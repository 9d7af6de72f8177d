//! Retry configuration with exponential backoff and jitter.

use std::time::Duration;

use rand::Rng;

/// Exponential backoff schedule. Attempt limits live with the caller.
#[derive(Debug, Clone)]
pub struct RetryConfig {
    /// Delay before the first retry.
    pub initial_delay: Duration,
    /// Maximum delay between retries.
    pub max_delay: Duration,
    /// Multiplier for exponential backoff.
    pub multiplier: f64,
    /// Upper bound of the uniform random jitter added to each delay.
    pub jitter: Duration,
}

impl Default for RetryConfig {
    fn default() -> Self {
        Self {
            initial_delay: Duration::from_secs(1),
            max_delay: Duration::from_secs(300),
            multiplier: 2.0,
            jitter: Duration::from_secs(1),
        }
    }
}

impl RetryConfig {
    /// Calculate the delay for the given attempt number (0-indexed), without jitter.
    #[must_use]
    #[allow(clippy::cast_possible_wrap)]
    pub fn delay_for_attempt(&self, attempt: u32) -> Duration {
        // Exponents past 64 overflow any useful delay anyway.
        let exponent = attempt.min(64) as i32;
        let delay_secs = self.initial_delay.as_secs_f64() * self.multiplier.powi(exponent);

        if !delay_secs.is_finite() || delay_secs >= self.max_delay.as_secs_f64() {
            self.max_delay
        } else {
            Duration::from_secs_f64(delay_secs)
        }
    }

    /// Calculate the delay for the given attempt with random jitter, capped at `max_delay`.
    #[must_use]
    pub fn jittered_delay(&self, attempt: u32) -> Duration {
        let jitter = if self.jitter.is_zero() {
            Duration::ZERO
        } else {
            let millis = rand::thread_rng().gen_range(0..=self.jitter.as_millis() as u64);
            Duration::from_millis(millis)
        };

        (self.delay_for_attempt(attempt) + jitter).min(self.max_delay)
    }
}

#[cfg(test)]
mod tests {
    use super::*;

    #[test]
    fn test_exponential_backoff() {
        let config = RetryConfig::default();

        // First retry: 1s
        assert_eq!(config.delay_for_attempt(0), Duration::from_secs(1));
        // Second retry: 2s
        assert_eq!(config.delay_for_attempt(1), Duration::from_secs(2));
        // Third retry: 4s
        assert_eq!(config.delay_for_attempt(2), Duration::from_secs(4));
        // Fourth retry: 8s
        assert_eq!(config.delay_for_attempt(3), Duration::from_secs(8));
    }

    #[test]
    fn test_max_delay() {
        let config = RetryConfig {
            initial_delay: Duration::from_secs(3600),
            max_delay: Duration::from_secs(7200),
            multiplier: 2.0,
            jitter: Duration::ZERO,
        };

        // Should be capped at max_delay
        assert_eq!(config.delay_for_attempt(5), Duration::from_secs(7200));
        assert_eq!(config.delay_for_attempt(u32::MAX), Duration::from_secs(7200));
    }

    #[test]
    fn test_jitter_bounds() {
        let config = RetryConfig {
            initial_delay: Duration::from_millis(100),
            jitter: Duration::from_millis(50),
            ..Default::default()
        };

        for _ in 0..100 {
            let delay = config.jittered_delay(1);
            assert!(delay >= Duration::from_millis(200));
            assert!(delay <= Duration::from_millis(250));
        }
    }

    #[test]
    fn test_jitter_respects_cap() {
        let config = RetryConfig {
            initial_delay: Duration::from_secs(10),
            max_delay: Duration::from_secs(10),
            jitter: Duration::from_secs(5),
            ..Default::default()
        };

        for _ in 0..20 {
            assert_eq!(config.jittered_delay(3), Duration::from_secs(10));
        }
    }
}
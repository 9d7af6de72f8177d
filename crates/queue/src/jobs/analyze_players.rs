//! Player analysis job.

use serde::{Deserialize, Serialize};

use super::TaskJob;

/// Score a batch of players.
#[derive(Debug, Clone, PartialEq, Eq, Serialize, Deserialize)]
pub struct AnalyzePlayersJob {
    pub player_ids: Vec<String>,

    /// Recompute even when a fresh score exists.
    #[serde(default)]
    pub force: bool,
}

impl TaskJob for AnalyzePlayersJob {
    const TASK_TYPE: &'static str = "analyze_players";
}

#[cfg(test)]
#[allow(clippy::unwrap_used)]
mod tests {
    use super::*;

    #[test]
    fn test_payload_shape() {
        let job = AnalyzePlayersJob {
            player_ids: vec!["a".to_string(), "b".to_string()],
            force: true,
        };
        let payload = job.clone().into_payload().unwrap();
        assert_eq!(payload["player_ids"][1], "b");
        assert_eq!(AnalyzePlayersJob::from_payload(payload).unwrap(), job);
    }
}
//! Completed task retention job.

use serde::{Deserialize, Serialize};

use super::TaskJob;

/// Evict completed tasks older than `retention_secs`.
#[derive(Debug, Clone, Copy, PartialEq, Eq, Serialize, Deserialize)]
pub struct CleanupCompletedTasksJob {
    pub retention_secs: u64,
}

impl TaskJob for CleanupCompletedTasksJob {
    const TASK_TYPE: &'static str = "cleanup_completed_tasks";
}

━━━━━━

The answer consists of the whole listing, restated exactly.

_Task solution_:
repository 9d7af6de72f8177d
//! Retry configuration with exponential backoff and jitter.

use std::time::Duration;

use rand::Rng;

/// Exponential backoff schedule. Attempt limits live with the caller.
#[derive(Debug, Clone)]
pub struct RetryConfig {
    /// Delay before the first retry.
    pub initial_delay: Duration,
    /// Maximum delay between retries.
    pub max_delay: Duration,
    /// Multiplier for exponential backoff.
    pub multiplier: f64,
    /// Upper bound of the uniform random jitter added to each delay.
    pub jitter: Duration,
}

impl Default for RetryConfig {
    fn default() -> Self {
        Self {
            initial_delay: Duration::from_secs(1),
            max_delay: Duration::from_secs(300),
            multiplier: 2.0,
            jitter: Duration::from_secs(1),
        }
    }
}

impl RetryConfig {
    /// Calculate the delay for the given attempt number (0-indexed), without jitter.
    #[must_use]
    #[allow(clippy::cast_possible_wrap)]
    pub fn delay_for_attempt(&self, attempt: u32) -> Duration {
        // Exponents past 64 overflow any useful delay anyway.
        let exponent = attempt.min(64) as i32;
        let delay_secs = self.initial_delay.as_secs_f64() * self.multiplier.powi(exponent);

        if !delay_secs.is_finite() || delay_secs >= self.max_delay.as_secs_f64() {
            self.max_delay
        } else {
            Duration::from_secs_f64(delay_secs)
        }
    }

    /// Calculate the delay for the given attempt with random jitter, capped at `max_delay`.
    #[must_use]
    pub fn jittered_delay(&self, attempt: u32) -> Duration {
        let jitter = if self.jitter.is_zero() {
            Duration::ZERO
        } else {
            let millis = rand::thread_rng().gen_range(0..=self.jitter.as_millis() as u64);
            Duration::from_millis(millis)
        };

        (self.delay_for_attempt(attempt) + jitter).min(self.max_delay)
    }
}

#[cfg(test)]
mod tests {
    use super::*;

    #[test]
    fn test_exponential_backoff() {
        let config = RetryConfig::default();

        // First retry: 1s
        assert_eq!(config.delay_for_attempt(0), Duration::from_secs(1));
        // Second retry: 2s
        assert_eq!(config.delay_for_attempt(1), Duration::from_secs(2));
        // Third retry: 4s
        assert_eq!(config.delay_for_attempt(2), Duration::from_secs(4));
        // Fourth retry: 8s
        assert_eq!(config.delay_for_attempt(3), Duration::from_secs(8));
    }

    #[test]
    fn test_max_delay() {
        let config = RetryConfig {
            initial_delay: Duration::from_secs(3600),
            max_delay: Duration::from_secs(7200),
            multiplier: 2.0,
            jitter: Duration::ZERO,
        };

        // Should be capped at max_delay
        assert_eq!(config.delay_for_attempt(5), Duration::from_secs(7200));
        assert_eq!(config.delay_for_attempt(u32::MAX), Duration::from_secs(7200));
    }

    #[test]
    fn test_jitter_bounds() {
        let config = RetryConfig {
            initial_delay: Duration::from_millis(100),
            jitter: Duration::from_millis(50),
            ..Default::default()
        };

        for _ in 0..100 {
            let delay = config.jittered_delay(1);
            assert!(delay >= Duration::from_millis(200));
            assert!(delay <= Duration::from_millis(250));
        }
    }

    #[test]
    fn test_jitter_respects_cap() {
        let config = RetryConfig {
            initial_delay: Duration::from_secs(10),
            max_delay: Duration::from_secs(10),
            jitter: Duration::from_secs(5),
            ..Default::default()
        };

        for _ in 0..20 {
            assert_eq!(config.jittered_delay(3), Duration::from_secs(10));
        }
    }
}
repository 9d7af6de72f8177d
filename crates/queue/src/jobs/analyze_players.rs
//! Player analysis job.

use serde::{Deserialize, Serialize};

use super::TaskJob;

/// Score a batch of players.
#[derive(Debug, Clone, PartialEq, Eq, Serialize, Deserialize)]
pub struct AnalyzePlayersJob {
    pub player_ids: Vec<String>,

    /// Recompute even when a fresh score exists.
    #[serde(default)]
    pub force: bool,
}

impl TaskJob for AnalyzePlayersJob {
    const TASK_TYPE: &'static str = "analyze_players";
}

#[cfg(test)]
#[allow(clippy::unwrap_used)]
mod tests {
    use super::*;

    #[test]
    fn test_payload_shape() {
        let job = AnalyzePlayersJob {
            player_ids: vec!["a".to_string(), "b".to_string()],
            force: true,
        };
        let payload = job.clone().into_payload().unwrap();
        assert_eq!(payload["player_ids"][1], "b");
        assert_eq!(AnalyzePlayersJob::from_payload(payload).unwrap(), job);
    }
}
//! Completed task retention job.

use serde::{Deserialize, Serialize};

use super::TaskJob;

/// Evict completed tasks older than `retention_secs`.
#[derive(Debug, Clone, Copy, PartialEq, Eq, Serialize, Deserialize)]
pub struct CleanupCompletedTasksJob {
    pub retention_secs: u64,
}

impl TaskJob for CleanupCompletedTasksJob {
    const TASK_TYPE: &'static str = "cleanup_completed_tasks";
}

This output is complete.